### WORK INSTRUCTIONS
In the entries below, some lines contain "IOERR"; work out how many and answer with the figure only.
--
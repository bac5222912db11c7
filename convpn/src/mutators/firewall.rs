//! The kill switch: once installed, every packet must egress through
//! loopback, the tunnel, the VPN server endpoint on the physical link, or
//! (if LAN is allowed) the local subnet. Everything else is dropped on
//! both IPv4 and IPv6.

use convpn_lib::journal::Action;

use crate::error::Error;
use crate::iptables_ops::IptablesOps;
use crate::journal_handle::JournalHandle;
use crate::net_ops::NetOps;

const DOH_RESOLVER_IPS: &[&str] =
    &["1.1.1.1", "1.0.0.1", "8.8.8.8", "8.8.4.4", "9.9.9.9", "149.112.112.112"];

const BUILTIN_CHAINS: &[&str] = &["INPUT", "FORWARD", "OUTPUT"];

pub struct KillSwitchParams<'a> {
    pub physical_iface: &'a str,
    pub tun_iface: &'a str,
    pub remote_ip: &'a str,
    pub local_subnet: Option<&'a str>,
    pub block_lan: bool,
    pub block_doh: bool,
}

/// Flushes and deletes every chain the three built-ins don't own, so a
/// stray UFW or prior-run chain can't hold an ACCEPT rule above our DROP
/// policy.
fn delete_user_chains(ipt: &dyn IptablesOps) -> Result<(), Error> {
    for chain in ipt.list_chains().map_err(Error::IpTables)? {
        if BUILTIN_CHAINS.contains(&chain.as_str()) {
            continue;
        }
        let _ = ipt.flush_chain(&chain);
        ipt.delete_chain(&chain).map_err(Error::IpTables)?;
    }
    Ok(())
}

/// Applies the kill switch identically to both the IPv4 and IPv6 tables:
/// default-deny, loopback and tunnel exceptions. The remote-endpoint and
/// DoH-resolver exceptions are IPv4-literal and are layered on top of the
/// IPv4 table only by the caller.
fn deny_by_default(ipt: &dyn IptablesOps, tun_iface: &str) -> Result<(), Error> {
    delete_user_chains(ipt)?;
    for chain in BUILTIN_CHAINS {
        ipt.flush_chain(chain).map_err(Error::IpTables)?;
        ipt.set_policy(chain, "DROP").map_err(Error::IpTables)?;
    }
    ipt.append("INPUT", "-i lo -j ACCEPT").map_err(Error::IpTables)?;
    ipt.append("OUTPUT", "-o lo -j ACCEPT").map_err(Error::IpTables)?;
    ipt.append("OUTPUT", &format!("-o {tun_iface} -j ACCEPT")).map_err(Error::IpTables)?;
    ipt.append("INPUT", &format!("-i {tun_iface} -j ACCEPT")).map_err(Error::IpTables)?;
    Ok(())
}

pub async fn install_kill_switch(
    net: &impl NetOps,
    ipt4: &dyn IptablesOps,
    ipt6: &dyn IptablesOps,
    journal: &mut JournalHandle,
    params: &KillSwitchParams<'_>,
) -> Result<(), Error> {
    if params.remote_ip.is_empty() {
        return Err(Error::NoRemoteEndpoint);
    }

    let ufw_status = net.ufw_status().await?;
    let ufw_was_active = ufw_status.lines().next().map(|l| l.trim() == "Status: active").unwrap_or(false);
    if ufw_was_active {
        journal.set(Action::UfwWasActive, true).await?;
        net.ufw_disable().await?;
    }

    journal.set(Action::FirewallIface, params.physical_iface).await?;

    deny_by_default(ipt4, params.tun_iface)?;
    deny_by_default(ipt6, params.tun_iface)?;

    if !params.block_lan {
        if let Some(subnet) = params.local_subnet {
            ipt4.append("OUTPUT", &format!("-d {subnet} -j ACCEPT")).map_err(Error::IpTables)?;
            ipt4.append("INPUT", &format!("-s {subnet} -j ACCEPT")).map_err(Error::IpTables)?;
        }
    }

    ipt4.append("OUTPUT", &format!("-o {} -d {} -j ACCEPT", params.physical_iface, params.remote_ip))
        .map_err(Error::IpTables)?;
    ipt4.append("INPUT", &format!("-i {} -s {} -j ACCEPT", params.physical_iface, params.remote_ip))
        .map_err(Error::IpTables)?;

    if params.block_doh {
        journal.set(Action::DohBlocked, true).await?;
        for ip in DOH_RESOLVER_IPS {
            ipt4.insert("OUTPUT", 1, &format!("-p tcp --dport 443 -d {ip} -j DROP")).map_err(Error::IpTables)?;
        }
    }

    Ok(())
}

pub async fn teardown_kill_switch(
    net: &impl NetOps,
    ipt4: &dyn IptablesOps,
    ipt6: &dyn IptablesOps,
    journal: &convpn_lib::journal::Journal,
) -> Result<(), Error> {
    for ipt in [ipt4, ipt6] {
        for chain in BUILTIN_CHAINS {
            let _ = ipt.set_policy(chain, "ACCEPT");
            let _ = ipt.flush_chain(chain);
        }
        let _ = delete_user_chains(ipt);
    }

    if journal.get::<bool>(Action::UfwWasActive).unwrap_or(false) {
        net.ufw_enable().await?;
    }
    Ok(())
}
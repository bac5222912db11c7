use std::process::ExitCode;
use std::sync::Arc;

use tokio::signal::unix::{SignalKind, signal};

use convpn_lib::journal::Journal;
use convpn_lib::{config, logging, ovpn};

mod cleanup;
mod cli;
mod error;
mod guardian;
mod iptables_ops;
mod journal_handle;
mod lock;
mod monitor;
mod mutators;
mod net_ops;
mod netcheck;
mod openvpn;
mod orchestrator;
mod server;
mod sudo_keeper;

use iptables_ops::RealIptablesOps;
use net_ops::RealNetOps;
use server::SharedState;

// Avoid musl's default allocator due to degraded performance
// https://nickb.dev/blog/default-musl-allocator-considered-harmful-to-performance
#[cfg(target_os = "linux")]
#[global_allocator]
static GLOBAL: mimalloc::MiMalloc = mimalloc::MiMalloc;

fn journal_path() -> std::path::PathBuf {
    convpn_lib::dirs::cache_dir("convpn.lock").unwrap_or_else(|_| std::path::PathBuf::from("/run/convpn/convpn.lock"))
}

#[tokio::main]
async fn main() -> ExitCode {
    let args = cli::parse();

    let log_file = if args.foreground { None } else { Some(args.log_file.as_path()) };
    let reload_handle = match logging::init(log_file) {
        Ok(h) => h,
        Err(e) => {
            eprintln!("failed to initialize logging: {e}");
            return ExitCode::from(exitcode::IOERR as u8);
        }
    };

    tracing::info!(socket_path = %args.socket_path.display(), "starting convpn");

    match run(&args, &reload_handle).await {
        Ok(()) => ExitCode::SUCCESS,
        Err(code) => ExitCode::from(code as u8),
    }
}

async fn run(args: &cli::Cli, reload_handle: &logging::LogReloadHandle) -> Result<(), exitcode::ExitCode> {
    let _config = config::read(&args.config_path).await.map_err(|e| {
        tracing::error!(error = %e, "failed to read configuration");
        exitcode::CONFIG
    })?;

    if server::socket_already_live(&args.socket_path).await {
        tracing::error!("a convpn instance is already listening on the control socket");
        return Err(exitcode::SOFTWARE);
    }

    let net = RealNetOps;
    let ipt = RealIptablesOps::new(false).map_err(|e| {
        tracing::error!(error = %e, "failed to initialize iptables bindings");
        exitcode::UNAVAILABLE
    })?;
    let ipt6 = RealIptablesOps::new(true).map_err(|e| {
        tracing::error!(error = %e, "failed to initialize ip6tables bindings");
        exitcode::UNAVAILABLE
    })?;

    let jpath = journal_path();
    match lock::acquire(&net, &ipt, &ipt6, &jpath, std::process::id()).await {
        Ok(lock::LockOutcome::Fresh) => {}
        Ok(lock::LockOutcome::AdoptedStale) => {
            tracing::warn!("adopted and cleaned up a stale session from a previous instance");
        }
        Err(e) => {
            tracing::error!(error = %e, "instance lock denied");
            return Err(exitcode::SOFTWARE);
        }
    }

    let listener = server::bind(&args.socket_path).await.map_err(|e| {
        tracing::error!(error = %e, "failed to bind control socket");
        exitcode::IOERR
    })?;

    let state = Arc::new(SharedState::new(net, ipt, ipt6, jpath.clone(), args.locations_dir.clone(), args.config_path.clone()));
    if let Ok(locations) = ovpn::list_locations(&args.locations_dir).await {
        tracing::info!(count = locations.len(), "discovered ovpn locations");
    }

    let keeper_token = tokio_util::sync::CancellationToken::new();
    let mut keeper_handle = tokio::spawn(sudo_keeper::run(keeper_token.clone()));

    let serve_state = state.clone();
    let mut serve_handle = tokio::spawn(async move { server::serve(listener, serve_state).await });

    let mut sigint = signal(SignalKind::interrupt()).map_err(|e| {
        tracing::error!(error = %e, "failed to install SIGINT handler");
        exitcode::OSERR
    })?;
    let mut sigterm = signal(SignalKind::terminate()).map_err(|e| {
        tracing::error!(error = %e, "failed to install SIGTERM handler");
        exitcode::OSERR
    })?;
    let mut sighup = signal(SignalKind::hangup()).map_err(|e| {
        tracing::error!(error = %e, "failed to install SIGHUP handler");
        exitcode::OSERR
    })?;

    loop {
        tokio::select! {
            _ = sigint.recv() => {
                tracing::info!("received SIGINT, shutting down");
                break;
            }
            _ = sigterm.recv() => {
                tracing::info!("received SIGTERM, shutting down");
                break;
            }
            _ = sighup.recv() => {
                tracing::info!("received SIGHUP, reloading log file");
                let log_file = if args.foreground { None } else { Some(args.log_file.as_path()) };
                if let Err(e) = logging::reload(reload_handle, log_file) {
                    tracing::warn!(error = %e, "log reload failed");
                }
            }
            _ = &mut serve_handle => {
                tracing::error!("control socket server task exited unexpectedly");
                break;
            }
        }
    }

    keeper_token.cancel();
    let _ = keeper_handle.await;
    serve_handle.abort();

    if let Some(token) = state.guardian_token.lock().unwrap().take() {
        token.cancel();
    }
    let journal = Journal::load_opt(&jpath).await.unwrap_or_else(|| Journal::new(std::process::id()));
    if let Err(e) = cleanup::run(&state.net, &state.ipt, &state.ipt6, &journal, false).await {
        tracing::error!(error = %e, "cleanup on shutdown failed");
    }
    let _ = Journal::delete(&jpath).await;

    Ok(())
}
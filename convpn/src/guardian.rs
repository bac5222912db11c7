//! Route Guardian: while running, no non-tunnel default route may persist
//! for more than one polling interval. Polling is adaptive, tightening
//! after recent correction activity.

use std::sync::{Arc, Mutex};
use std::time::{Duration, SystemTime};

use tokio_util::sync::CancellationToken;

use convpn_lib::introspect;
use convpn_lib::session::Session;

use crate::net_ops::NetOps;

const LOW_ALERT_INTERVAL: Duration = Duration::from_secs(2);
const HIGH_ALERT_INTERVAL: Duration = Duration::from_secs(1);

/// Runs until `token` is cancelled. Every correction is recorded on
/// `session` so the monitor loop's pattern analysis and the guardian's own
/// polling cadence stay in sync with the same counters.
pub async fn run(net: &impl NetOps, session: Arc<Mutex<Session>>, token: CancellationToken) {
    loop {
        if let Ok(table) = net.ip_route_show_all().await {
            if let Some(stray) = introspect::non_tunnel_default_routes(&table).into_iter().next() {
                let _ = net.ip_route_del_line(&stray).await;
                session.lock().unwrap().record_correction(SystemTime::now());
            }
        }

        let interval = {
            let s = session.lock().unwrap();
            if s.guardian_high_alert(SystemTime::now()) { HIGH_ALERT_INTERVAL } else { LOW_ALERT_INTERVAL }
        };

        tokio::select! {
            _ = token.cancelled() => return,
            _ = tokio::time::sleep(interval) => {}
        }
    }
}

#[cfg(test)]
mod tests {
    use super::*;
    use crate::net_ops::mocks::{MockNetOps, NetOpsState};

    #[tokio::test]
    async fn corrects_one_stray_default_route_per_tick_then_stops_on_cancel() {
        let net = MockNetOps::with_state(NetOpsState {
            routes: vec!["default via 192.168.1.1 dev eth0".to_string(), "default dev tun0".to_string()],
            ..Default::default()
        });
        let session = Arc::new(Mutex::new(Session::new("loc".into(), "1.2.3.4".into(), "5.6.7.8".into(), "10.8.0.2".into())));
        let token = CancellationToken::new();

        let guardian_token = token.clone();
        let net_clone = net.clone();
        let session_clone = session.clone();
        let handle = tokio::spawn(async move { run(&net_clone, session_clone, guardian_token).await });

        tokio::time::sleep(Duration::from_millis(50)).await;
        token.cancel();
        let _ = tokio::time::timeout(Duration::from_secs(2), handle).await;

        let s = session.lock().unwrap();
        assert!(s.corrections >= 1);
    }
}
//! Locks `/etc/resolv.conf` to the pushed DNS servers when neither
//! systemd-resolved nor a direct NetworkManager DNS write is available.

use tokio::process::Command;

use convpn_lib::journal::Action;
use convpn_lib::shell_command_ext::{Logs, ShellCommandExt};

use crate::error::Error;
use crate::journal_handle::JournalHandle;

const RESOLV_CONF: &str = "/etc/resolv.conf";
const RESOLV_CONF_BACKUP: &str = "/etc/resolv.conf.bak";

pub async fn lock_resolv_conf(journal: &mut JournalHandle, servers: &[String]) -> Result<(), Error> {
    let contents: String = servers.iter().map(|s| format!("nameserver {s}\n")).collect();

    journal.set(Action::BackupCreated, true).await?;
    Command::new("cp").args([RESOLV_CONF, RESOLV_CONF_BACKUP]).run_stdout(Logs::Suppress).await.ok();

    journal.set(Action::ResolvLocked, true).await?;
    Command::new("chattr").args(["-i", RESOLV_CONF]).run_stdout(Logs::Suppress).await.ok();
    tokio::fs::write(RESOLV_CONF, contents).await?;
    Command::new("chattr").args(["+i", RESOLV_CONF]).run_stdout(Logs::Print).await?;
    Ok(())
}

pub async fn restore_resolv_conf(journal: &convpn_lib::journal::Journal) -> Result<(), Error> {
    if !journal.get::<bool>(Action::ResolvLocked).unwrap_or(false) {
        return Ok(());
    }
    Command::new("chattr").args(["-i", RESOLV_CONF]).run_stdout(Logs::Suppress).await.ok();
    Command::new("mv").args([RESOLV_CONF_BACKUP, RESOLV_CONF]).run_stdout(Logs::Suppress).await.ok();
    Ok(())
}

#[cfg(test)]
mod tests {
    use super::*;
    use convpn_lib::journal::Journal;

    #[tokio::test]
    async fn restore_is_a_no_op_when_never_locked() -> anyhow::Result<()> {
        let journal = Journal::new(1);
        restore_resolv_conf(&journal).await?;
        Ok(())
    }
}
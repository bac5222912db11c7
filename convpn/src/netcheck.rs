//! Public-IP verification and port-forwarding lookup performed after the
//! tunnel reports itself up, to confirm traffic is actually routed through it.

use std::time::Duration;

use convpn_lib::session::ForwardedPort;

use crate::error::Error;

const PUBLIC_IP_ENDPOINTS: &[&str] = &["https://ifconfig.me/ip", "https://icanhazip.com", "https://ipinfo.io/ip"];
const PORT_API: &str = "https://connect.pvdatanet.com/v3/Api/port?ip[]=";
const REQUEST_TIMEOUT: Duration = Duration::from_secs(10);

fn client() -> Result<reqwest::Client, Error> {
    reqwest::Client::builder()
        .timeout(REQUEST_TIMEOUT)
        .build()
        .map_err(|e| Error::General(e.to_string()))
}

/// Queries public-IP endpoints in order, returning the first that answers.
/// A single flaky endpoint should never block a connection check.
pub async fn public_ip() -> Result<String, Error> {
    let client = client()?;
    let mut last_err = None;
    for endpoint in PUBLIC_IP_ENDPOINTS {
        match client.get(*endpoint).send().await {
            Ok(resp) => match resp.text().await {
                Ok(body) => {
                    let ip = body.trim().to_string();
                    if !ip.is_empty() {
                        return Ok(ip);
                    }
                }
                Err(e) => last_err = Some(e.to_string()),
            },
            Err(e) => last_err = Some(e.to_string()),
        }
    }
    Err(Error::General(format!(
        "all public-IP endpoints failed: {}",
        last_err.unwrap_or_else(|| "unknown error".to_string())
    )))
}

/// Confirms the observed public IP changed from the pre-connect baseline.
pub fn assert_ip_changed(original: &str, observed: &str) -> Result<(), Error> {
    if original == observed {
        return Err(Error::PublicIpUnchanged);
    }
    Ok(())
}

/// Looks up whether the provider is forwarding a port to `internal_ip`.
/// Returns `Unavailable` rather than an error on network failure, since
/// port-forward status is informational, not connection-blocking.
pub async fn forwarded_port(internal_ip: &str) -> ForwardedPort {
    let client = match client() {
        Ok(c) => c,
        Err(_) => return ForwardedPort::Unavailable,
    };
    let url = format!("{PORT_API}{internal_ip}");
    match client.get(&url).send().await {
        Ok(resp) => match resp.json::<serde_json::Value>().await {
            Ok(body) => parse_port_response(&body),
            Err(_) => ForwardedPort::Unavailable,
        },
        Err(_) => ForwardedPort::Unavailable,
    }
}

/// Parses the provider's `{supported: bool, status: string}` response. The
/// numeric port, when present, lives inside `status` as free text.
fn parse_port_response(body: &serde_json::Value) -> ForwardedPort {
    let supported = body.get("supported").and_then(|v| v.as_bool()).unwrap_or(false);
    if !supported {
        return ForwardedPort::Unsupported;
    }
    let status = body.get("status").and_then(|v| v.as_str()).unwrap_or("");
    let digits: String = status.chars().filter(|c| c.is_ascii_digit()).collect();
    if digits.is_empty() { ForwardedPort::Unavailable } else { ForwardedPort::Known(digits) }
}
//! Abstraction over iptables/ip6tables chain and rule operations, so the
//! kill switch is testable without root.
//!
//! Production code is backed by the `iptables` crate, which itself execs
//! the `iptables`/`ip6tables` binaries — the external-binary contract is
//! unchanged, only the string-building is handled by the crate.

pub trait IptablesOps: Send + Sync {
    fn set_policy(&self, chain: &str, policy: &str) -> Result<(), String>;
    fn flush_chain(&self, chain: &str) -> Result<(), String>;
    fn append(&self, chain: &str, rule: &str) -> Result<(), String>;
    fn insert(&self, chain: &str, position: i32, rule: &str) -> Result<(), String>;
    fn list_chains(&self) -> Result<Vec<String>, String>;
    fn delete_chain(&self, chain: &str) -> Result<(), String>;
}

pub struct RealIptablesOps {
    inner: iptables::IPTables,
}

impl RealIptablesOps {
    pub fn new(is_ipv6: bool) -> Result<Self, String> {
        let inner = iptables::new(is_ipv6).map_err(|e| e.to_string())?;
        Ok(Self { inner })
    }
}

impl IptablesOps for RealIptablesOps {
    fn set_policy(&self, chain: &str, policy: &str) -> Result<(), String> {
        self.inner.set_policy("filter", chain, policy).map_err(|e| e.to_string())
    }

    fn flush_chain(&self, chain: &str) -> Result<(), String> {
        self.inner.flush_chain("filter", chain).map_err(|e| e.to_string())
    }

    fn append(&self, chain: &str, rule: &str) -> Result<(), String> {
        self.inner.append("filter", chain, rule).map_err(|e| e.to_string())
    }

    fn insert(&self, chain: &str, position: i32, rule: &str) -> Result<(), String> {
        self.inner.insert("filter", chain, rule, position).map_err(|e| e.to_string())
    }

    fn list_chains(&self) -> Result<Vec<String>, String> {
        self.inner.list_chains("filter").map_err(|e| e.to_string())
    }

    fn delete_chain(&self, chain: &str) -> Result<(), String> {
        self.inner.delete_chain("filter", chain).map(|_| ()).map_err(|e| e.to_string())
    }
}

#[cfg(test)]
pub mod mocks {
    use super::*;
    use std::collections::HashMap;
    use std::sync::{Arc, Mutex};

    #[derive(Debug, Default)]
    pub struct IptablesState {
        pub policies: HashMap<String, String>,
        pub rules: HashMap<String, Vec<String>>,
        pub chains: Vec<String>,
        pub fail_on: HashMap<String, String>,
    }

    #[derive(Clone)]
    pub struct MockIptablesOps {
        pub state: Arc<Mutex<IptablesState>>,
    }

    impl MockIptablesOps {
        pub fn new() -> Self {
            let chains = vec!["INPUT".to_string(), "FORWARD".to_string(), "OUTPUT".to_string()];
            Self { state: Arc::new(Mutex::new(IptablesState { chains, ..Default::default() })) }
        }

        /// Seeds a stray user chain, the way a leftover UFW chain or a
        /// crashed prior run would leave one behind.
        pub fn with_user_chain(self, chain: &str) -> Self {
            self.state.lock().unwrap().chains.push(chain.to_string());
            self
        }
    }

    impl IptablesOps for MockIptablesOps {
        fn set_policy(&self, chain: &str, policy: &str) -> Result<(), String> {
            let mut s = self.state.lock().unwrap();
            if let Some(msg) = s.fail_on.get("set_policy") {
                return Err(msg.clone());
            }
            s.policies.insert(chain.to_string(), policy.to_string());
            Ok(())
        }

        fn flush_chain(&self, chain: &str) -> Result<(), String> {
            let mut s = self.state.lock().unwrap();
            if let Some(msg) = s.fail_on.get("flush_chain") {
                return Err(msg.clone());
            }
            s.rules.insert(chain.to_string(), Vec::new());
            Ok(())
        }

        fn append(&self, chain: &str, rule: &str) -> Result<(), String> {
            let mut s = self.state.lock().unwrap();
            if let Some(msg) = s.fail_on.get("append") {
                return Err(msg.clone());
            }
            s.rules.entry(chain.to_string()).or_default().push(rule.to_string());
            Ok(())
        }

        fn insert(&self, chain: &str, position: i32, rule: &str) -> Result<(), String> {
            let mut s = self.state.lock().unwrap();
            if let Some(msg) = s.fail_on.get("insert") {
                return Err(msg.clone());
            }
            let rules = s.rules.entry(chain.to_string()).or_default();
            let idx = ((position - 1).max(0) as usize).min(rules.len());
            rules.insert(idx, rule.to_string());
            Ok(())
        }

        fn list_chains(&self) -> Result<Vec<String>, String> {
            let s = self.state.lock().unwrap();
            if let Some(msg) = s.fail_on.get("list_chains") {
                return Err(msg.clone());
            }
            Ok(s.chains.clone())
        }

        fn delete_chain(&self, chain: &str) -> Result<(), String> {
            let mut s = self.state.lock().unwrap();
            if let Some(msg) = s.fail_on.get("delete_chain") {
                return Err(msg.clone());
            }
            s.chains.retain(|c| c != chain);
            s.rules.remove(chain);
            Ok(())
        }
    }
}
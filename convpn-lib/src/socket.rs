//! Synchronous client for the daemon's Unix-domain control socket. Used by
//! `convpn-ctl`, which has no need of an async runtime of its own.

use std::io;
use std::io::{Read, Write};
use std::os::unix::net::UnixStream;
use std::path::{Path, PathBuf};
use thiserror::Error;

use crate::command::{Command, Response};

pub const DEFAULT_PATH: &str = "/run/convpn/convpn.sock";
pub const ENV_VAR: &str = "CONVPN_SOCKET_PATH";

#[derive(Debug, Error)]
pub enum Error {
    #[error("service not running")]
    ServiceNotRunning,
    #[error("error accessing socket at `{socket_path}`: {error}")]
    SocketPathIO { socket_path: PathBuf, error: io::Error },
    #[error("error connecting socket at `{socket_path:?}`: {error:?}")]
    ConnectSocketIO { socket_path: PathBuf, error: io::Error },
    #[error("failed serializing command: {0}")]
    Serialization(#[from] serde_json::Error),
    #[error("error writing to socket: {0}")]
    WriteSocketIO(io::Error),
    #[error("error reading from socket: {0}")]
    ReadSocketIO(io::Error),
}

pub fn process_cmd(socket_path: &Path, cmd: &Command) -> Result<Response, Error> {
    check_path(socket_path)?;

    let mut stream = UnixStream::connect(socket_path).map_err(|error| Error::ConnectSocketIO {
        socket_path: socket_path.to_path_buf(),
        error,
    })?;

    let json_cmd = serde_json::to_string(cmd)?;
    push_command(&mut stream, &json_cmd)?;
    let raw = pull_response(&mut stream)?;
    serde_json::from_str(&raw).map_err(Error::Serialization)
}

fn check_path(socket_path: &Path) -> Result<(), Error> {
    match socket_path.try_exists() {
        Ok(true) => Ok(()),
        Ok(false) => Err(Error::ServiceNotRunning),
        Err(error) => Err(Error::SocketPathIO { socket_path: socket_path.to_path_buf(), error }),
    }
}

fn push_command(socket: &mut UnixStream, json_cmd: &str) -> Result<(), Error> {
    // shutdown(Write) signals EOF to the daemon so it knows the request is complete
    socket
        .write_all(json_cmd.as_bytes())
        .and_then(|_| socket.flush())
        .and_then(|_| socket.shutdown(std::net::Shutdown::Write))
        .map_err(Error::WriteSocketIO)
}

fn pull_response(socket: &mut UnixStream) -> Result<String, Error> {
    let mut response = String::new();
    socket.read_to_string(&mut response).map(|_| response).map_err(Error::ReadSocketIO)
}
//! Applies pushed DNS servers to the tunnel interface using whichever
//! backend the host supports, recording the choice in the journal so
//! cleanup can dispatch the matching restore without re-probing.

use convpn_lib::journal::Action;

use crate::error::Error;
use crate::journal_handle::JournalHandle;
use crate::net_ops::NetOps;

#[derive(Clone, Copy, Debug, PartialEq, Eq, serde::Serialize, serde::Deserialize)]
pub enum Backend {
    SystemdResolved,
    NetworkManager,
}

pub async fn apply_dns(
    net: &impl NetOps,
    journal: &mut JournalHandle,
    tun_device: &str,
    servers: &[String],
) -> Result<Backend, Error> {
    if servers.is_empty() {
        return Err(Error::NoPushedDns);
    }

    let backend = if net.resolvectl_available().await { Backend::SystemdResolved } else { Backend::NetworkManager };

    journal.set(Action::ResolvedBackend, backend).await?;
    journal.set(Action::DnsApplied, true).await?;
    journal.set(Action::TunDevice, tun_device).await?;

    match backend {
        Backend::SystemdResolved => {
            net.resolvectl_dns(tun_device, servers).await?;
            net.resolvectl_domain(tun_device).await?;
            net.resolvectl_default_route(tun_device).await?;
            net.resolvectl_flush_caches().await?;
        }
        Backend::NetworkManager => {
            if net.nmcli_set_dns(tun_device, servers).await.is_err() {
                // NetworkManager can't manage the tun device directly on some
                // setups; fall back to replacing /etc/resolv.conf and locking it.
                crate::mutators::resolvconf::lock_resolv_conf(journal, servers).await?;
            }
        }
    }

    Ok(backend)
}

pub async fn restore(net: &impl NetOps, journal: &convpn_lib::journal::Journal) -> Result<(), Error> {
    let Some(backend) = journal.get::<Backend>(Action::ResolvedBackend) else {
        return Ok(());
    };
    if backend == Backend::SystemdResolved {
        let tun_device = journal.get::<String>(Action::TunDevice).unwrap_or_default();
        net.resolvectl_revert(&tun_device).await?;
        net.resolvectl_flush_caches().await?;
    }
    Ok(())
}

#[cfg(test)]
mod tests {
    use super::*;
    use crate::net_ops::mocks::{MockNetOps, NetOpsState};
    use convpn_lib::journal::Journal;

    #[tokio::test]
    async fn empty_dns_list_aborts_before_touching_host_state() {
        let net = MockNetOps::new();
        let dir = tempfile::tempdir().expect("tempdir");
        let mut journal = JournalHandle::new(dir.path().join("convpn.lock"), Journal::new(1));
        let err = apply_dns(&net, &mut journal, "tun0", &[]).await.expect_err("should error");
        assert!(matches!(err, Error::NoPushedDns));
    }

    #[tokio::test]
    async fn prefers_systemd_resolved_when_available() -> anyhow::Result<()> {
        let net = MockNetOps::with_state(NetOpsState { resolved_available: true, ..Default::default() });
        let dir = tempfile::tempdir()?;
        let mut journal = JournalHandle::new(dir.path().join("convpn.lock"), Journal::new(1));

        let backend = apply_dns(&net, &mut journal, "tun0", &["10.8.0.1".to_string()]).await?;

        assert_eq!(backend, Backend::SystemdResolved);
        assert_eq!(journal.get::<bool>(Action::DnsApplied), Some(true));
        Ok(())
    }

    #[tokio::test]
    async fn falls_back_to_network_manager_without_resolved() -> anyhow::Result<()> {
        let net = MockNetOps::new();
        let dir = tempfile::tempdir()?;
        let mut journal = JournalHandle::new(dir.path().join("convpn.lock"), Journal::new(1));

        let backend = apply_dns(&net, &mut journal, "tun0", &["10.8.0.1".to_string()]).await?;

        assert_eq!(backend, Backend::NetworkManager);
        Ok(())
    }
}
--
### ANSWER SPACE
2